Michael Cates | |
Birth Name: | Michael Elmhirst Cates |
Birth Date: | 1961 5, df=yes |
Birth Place: | Bristol, England, United Kingdom |
Citizenship: | United Kingdom |
Fields: | Physics Soft matter |
Workplaces: | University of Cambridge University of Edinburgh |
Education: | Trinity College, Cambridge (PhD) |
Thesis Title: | The statistical mechanics of complex polymers |
Thesis Url: | https://doi.org/10.17863/CAM.31183 |
Thesis Year: | 1985 |
Doctoral Advisor: | Sir Sam Edwards |
Awards: | Maxwell Medal and Prize (1991) Paul Dirac Medal and Prize (2009) Weissenberg Award (2013) Bingham Medal (2016) |
Michael Elmhirst Cates (born 5 May 1961) is a British physicist. He is the 19th Lucasian Professor of Mathematics at the University of Cambridge and has held this position since 1 July 2015.[1] He was previously Professor of Natural Philosophy at the University of Edinburgh, and has held a Royal Society Research Professorship since 2007.[2]
His work focuses on the theory of soft matter, such as polymers, colloids, gels, liquid crystals, and granular material. A recurring goal of his research is to create a mathematical model that predicts the stress in a flowing material as a functional of the flow history of that material. Such a mathematical model is called a constitutive equation. He has worked on theories of active matter, particularly dense suspensions of self-propelled particles which can include motile bacteria. His interests also include fundamental field theories of active systems in which time-reversal symmetry (T-symmetry, and more generally, CPT symmetry) is absent. Such theories are characterised by non-zero steady-state entropy production.
At Edinburgh, Cates was the Principal Investigator of an EPSRC Programme Grant, awarded in 2011, entitled Design Principles for New Soft Materials.[3] [4] On his departure for Cambridge, Cait MacPhee took over as Principal Investigator.

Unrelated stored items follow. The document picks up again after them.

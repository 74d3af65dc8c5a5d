// Copyright (C) 2024 Nicola Dardanis <nicdard@gmail.com>
//
// This program is free software: you can redistribute it and/or modify it under
// the terms of the GNU General Public License as published by the Free Software
// Foundation, version 3.
//
// This program is distributed in the hope that it will be useful, but WITHOUT
// ANY WARRANTY; without even the implied warranty of MERCHANTABILITY or FITNESS
// FOR A PARTICULAR PURPOSE. See the GNU General Public License for more details.
//
// You should have received a copy of the GNU General Public License along with
// this program. If not, see <https://www.gnu.org/licenses/>.
//
use std::fmt;

use base64::{engine::general_purpose, Engine as _};
use rand::rngs::OsRng;
use rcgen::{
    CertificateParams, DistinguishedName, DnType, KeyPair, RemoteKeyPair, SignatureAlgorithm,
    PKCS_RSA_SHA256,
};
use rsa::{
    pkcs1::{EncodeRsaPrivateKey, EncodeRsaPublicKey},
    pkcs1v15::SigningKey,
    signature::{SignatureEncoding, Signer},
    RsaPrivateKey,
};
use sha2::Sha256;

use crate::config::SubjectSettings;
use crate::error::{Error, Result};

/// The smallest RSA modulus the key generator accepts.
pub const MIN_KEY_BITS: usize = 512;
/// The largest RSA modulus the key generator accepts.
pub const MAX_KEY_BITS: usize = 8192;
/// PEM label of a PKCS#1 RSA private key.
pub const RSA_PRIVATE_KEY_LABEL: &str = "RSA PRIVATE KEY";
/// PEM label of a PKCS#10 certificate signing request.
pub const CERTIFICATE_REQUEST_LABEL: &str = "CERTIFICATE REQUEST";

/// Generate a fresh RSA private key of `bits` bits using the OS random source.
/// The key is validated before being returned.
pub fn generate_private_key(bits: usize) -> Result<RsaPrivateKey> {
    check_key_size(bits)?;
    let private_key = RsaPrivateKey::new(&mut OsRng, bits)?;
    private_key.validate()?;
    log::debug!("Generated a `{}` bits RSA private key.", bits);
    Ok(private_key)
}

/// Check that `bits` is within [`MIN_KEY_BITS`, `MAX_KEY_BITS`].
pub fn check_key_size(bits: usize) -> Result<()> {
    if (MIN_KEY_BITS..=MAX_KEY_BITS).contains(&bits) {
        Ok(())
    } else {
        Err(Error::KeySize(bits))
    }
}

/// Encode the private key in PKCS#1 ASN.1 DER and wrap it in a `RSA PRIVATE KEY` PEM block.
pub fn encode_private_key_to_pem(private_key: &RsaPrivateKey) -> Result<Vec<u8>> {
    let der = private_key
        .to_pkcs1_der()
        .map_err(|e| Error::KeyEncoding(e.to_string()))?;
    let block = pem::Pem::new(RSA_PRIVATE_KEY_LABEL, der.as_bytes());
    let encoded = pem::encode_config(
        &block,
        pem::EncodeConfig::new().set_line_ending(pem::LineEnding::LF),
    );
    Ok(encoded.into_bytes())
}

/// The distinguished name a certificate request is made for.
/// The common name is mandatory, every other attribute is optional.
/// Values are taken verbatim: no escaping nor RFC 4514 validation is performed.
#[derive(Debug, Clone, PartialEq, Eq)]
pub struct Subject {
    common_name: String,
    country: Option<String>,
    state: Option<String>,
    locality: Option<String>,
    organization: Option<String>,
    organizational_unit: Option<String>,
}

impl Subject {
    pub fn new(common_name: impl Into<String>) -> Self {
        Subject {
            common_name: common_name.into(),
            country: None,
            state: None,
            locality: None,
            organization: None,
            organizational_unit: None,
        }
    }

    /// Build the subject for `common_name`, filling the optional attributes from the settings.
    pub fn from_settings(common_name: impl Into<String>, settings: &SubjectSettings) -> Self {
        Subject {
            common_name: common_name.into(),
            country: settings.country.clone(),
            state: settings.state.clone(),
            locality: settings.locality.clone(),
            organization: settings.organization.clone(),
            organizational_unit: settings.organizational_unit.clone(),
        }
    }

    /// Add the country (C) attribute.
    pub fn with_country(mut self, country: impl Into<String>) -> Self {
        self.country = Some(country.into());
        self
    }

    /// Add the state or province (ST) attribute.
    pub fn with_state(mut self, state: impl Into<String>) -> Self {
        self.state = Some(state.into());
        self
    }

    /// Add the locality (L) attribute.
    pub fn with_locality(mut self, locality: impl Into<String>) -> Self {
        self.locality = Some(locality.into());
        self
    }

    /// Add the organization (O) attribute.
    pub fn with_organization(mut self, organization: impl Into<String>) -> Self {
        self.organization = Some(organization.into());
        self
    }

    /// Add the organizational unit (OU) attribute.
    pub fn with_organizational_unit(mut self, organizational_unit: impl Into<String>) -> Self {
        self.organizational_unit = Some(organizational_unit.into());
        self
    }

    pub fn common_name(&self) -> &str {
        &self.common_name
    }

    /// The attributes in the order they appear in the encoded name, the common name last.
    fn attributes(&self) -> Vec<(DnType, &str, &'static str)> {
        let optional = [
            (DnType::CountryName, &self.country, "C"),
            (DnType::StateOrProvinceName, &self.state, "ST"),
            (DnType::LocalityName, &self.locality, "L"),
            (DnType::OrganizationName, &self.organization, "O"),
            (DnType::OrganizationalUnitName, &self.organizational_unit, "OU"),
        ];
        let mut attributes: Vec<_> = optional
            .into_iter()
            .filter_map(|(ty, value, short)| value.as_deref().map(|v| (ty, v, short)))
            .collect();
        attributes.push((DnType::CommonName, self.common_name.as_str(), "CN"));
        attributes
    }

    fn to_distinguished_name(&self) -> DistinguishedName {
        let mut dn = DistinguishedName::new();
        for (ty, value, _) in self.attributes() {
            dn.push(ty, value);
        }
        dn
    }
}

/// OpenSSL one-line form, e.g. `/O=Company Ltd/CN=acme`.
impl fmt::Display for Subject {
    fn fmt(&self, f: &mut fmt::Formatter<'_>) -> fmt::Result {
        for (_, value, short) in self.attributes() {
            write!(f, "/{}={}", short, value)?;
        }
        Ok(())
    }
}

/// Signs with the `rsa` crate on behalf of rcgen, so that every key size the generator
/// accepts can sign its own request.
struct RsaSigner {
    public_key_der: Vec<u8>,
    signing_key: SigningKey<Sha256>,
}

impl RsaSigner {
    fn new(private_key: &RsaPrivateKey) -> Result<Self> {
        // rcgen wraps the raw PKCS#1 public key in the SubjectPublicKeyInfo itself.
        let public_key_der = private_key
            .to_public_key()
            .to_pkcs1_der()
            .map_err(|e| Error::KeyEncoding(e.to_string()))?
            .as_bytes()
            .to_vec();
        Ok(RsaSigner {
            public_key_der,
            signing_key: SigningKey::<Sha256>::new(private_key.clone()),
        })
    }
}

impl RemoteKeyPair for RsaSigner {
    fn public_key(&self) -> &[u8] {
        &self.public_key_der
    }

    fn sign(&self, msg: &[u8]) -> std::result::Result<Vec<u8>, rcgen::Error> {
        self.signing_key
            .try_sign(msg)
            .map(|signature| signature.to_vec())
            .map_err(|e| {
                log::error!("RSA signing failed: `{}`", e);
                rcgen::Error::RemoteKeyError
            })
    }

    fn algorithm(&self) -> &'static SignatureAlgorithm {
        &PKCS_RSA_SHA256
    }
}

/// Create a certificate signing request for the given subject, signed with SHA-256-with-RSA
/// by the private key. Returns the request as a `CERTIFICATE REQUEST` PEM block.
pub fn mk_certificate_request(subject: &Subject, private_key: &RsaPrivateKey) -> Result<Vec<u8>> {
    let key_pair = KeyPair::from_remote(Box::new(RsaSigner::new(private_key)?))?;

    let mut params = CertificateParams::default();
    params.distinguished_name = subject.to_distinguished_name();
    let certificate_request = params.serialize_request(&key_pair)?;
    log::debug!("Certificate signing request created for `{}`.", subject);
    Ok(certificate_request.pem()?.into_bytes())
}

/// Standard, padded base64 without line breaks.
pub fn encode64(data: &[u8]) -> String {
    general_purpose::STANDARD.encode(data)
}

Cates remains an Honorary Professor at Edinburgh.
Cates was born on 5 May 1961.[5] He read Natural Sciences and earned a PhD at Trinity College, Cambridge, in 1985, where he studied with Sam Edwards.
Cates was a research fellow and lecturer at the Cavendish Laboratory, University of Cambridge before moving to Edinburgh in 1995.

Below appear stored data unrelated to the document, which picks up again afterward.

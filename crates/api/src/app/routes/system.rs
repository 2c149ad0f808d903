use axum::{response::IntoResponse, Json};

pub async fn health() -> impl IntoResponse {
    Json(serde_json::json!({ "status": "ok" }))
}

Cates won the Bingham Medal of the US Society of Rheology in 2016.[6] He had previously won the 2013 Weissenberg Award of the European Society of Rheology[7] and the2009 Gold Medal of the British Society of Rheology. He was awarded the 2009 Dirac Prize by the Institute of Physics. He won the 1991 Maxwell Medal and Prize. He has served as an elected member of the Council of the Royal Society, and chairs the International Scientific Committee of ESPCI ParisTech. He was an honorary fellow of Trinity College, Cambridge from 2013 until 2016, when he became instead a senior research fellow.
He was also elected a member of the National Academy of Engineering in 2019 for research on the rheology, dynamics, and thermodynamics of complex fluids, and for scientific leadership in the European Community.
Michael Cates has over 350 refereed scientific publications, attracting over 45 000 citations. His h-index is 112.[8]